▶ ACTIVITY
Among the records, how many lines contain "HvCommand"? Only the number is needed.

*** Opening GIVEN INFORMATION ***

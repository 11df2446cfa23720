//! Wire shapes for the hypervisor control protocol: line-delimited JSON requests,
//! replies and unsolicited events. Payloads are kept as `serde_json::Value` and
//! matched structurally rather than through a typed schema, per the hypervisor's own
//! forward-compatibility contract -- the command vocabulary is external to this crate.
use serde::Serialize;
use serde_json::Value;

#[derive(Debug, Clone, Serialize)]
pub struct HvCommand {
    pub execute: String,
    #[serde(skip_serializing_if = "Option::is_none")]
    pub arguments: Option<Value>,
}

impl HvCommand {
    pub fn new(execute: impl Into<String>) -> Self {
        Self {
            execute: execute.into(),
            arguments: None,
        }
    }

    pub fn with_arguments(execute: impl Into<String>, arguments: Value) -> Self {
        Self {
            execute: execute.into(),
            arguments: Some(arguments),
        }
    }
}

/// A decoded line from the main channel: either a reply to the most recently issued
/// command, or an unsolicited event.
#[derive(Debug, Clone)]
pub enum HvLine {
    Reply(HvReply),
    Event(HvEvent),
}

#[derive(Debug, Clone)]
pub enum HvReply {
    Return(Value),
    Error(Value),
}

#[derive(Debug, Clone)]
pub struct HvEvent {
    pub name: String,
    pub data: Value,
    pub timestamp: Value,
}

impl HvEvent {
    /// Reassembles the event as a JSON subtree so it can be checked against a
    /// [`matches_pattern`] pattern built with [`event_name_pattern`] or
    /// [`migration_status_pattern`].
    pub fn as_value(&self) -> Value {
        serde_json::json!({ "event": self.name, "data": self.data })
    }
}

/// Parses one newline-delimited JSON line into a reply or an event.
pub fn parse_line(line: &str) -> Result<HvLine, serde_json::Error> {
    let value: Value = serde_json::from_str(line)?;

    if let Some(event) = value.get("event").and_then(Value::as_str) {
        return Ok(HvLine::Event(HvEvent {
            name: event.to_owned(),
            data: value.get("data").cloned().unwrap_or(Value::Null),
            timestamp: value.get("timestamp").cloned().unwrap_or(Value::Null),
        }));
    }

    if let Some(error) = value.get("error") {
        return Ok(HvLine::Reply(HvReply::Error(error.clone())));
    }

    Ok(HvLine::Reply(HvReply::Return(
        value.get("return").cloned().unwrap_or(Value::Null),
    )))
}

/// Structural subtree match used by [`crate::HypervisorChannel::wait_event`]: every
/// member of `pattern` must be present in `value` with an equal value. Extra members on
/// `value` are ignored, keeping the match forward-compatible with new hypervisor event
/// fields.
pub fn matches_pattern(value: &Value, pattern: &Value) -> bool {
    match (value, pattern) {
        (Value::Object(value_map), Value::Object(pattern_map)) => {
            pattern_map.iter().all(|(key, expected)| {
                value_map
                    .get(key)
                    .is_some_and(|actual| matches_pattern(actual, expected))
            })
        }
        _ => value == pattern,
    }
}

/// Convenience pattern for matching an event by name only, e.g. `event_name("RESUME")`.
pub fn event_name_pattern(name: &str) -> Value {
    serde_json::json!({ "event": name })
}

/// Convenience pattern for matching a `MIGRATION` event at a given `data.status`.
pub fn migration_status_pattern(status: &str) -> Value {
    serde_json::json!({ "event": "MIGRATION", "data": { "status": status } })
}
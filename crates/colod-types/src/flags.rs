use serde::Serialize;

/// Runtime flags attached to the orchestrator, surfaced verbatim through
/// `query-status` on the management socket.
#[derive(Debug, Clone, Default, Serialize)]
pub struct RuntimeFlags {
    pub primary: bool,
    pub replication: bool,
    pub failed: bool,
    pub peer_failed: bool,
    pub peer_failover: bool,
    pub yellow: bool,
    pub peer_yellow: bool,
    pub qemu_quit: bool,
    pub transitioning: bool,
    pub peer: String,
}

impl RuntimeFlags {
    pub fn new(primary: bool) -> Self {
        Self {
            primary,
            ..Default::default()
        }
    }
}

*** Closing GIVEN INFORMATION ***

▶ RESPONSE TO THIS EXERCISE
2